• _Work item_
One number is all that is asked for: the number of lines below that hold the string "configure".

Data extracted from a collection:
--- --- ---

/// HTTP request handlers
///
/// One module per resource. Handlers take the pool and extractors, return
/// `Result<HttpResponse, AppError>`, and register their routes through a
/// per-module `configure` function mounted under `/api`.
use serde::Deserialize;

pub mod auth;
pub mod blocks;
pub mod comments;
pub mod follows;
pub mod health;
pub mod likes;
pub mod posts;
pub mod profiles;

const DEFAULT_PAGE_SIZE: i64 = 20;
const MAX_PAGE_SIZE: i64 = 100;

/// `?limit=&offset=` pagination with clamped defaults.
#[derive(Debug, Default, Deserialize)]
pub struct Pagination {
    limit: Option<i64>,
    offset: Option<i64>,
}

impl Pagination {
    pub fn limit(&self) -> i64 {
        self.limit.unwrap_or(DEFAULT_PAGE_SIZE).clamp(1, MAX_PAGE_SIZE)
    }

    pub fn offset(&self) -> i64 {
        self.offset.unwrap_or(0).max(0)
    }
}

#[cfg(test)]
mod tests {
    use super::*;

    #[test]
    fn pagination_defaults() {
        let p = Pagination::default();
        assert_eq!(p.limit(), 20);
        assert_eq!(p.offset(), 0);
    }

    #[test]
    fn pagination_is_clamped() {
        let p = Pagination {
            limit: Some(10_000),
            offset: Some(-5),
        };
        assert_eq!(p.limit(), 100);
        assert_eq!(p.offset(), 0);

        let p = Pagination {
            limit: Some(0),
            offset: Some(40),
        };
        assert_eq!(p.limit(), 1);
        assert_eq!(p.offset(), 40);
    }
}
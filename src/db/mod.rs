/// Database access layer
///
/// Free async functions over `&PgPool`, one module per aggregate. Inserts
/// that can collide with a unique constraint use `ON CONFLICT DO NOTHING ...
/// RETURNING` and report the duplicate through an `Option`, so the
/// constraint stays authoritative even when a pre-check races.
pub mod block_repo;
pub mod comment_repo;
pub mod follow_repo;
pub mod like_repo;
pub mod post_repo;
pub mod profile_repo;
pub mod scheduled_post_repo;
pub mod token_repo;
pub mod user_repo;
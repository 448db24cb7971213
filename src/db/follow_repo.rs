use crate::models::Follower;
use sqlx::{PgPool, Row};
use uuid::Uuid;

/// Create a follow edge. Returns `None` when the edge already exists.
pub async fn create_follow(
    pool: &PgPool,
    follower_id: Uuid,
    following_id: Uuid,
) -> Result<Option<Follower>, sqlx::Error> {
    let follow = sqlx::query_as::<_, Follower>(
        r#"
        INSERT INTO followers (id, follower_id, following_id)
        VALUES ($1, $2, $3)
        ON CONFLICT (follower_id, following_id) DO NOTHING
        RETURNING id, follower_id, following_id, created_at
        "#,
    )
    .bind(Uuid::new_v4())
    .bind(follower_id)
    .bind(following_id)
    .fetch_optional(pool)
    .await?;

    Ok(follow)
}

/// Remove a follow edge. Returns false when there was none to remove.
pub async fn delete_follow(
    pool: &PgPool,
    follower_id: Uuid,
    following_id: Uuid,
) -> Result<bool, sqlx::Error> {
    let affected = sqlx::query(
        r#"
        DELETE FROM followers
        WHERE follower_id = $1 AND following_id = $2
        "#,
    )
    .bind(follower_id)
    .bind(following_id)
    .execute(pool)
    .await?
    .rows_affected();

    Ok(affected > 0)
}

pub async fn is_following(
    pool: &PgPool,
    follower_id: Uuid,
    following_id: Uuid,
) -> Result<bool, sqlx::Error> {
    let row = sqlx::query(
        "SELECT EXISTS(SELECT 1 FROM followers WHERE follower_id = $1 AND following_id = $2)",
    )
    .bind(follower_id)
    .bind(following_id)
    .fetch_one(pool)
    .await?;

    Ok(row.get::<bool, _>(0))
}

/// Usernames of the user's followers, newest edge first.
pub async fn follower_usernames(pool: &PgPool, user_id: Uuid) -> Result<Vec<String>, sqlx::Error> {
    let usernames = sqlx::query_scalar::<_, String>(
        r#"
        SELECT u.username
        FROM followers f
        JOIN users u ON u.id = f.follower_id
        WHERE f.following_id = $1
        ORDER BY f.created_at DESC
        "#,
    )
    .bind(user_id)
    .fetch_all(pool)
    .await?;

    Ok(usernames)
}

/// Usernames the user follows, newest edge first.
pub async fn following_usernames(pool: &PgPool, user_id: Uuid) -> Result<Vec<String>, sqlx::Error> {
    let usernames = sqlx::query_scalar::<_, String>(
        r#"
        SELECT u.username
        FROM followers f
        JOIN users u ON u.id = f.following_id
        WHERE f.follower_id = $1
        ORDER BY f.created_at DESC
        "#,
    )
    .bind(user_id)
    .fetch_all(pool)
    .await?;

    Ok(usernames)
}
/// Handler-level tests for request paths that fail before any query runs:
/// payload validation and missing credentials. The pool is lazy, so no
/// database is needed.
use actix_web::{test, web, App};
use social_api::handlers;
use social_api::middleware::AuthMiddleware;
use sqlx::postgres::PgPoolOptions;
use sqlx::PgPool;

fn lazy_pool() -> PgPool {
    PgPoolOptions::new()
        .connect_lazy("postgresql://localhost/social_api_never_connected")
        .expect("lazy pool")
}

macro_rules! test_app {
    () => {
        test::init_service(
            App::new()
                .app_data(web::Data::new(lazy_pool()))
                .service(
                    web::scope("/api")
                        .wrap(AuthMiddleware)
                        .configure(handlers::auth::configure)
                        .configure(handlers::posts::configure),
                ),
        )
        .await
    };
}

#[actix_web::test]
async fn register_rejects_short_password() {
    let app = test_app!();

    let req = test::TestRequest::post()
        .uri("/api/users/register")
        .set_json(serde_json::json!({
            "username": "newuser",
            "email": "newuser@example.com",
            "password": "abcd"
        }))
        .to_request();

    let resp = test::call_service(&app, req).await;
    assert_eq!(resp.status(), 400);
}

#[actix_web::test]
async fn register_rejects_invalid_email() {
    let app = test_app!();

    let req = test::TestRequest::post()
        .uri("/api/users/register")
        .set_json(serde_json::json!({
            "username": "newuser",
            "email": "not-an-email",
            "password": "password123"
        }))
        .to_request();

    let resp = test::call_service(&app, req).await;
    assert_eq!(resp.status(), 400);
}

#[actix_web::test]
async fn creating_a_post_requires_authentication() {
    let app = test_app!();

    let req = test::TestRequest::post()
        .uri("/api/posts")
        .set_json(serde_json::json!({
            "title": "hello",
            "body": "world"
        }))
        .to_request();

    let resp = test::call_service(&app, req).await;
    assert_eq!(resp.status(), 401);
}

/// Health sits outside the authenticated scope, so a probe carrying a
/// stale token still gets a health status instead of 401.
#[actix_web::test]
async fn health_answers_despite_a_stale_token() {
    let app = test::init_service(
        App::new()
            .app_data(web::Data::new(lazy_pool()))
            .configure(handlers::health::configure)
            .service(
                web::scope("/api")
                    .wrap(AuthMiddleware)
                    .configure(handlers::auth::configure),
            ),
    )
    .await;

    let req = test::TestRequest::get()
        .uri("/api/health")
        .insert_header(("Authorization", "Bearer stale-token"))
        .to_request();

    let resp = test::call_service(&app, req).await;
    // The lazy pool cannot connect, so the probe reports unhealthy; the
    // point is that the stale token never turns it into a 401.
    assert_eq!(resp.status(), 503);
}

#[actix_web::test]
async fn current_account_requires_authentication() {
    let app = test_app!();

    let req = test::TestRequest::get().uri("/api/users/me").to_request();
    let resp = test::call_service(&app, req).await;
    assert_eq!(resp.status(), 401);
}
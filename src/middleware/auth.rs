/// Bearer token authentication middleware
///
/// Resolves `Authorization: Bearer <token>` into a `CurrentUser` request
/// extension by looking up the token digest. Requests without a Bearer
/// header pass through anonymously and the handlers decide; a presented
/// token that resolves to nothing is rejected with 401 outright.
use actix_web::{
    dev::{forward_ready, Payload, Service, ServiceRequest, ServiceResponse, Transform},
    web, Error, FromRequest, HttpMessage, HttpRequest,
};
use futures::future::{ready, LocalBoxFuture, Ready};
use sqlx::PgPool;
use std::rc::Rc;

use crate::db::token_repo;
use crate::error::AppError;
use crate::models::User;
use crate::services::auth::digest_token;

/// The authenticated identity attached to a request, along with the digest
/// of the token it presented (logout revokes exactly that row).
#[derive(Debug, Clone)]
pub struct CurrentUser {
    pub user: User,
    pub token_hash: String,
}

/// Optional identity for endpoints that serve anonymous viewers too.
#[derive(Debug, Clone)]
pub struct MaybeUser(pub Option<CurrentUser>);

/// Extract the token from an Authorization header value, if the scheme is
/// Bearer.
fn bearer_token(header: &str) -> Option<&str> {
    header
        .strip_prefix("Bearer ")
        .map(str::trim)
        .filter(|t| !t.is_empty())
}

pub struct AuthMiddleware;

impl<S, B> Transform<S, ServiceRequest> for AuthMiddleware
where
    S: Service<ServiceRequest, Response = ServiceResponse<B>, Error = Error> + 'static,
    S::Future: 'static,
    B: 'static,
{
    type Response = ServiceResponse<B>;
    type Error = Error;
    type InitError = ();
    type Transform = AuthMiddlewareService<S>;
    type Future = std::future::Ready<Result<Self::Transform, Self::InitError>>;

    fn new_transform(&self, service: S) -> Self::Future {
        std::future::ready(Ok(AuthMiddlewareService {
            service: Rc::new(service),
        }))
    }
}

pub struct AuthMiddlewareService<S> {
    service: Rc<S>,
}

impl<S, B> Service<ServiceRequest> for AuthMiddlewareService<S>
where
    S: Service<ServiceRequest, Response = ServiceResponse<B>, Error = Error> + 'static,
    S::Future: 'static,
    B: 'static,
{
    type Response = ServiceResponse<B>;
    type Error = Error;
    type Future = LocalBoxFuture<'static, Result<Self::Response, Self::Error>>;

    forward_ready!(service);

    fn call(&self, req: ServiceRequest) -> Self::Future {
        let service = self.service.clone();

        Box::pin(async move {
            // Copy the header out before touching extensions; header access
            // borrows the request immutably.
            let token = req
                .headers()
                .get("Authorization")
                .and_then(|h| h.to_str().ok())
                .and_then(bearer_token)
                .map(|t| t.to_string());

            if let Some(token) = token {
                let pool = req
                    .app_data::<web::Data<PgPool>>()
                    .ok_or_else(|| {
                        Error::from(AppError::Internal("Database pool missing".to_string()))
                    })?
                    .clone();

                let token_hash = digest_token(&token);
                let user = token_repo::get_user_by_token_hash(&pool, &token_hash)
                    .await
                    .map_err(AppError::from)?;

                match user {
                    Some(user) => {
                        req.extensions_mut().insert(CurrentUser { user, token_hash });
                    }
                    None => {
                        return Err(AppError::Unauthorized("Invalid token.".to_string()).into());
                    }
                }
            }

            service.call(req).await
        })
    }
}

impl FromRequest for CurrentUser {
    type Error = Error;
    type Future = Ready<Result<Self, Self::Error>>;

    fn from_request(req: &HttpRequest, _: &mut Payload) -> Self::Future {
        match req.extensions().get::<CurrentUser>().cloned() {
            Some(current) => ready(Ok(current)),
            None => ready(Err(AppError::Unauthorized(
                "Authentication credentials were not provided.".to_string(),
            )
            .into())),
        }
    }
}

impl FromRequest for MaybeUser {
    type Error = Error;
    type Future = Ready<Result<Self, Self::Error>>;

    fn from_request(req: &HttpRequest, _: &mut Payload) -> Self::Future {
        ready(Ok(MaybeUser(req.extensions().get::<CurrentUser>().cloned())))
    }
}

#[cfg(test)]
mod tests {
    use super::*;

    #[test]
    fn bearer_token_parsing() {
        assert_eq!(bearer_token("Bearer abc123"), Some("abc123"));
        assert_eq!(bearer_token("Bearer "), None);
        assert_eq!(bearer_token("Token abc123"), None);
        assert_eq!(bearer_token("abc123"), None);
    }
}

--- --- ---

• _Answer_
5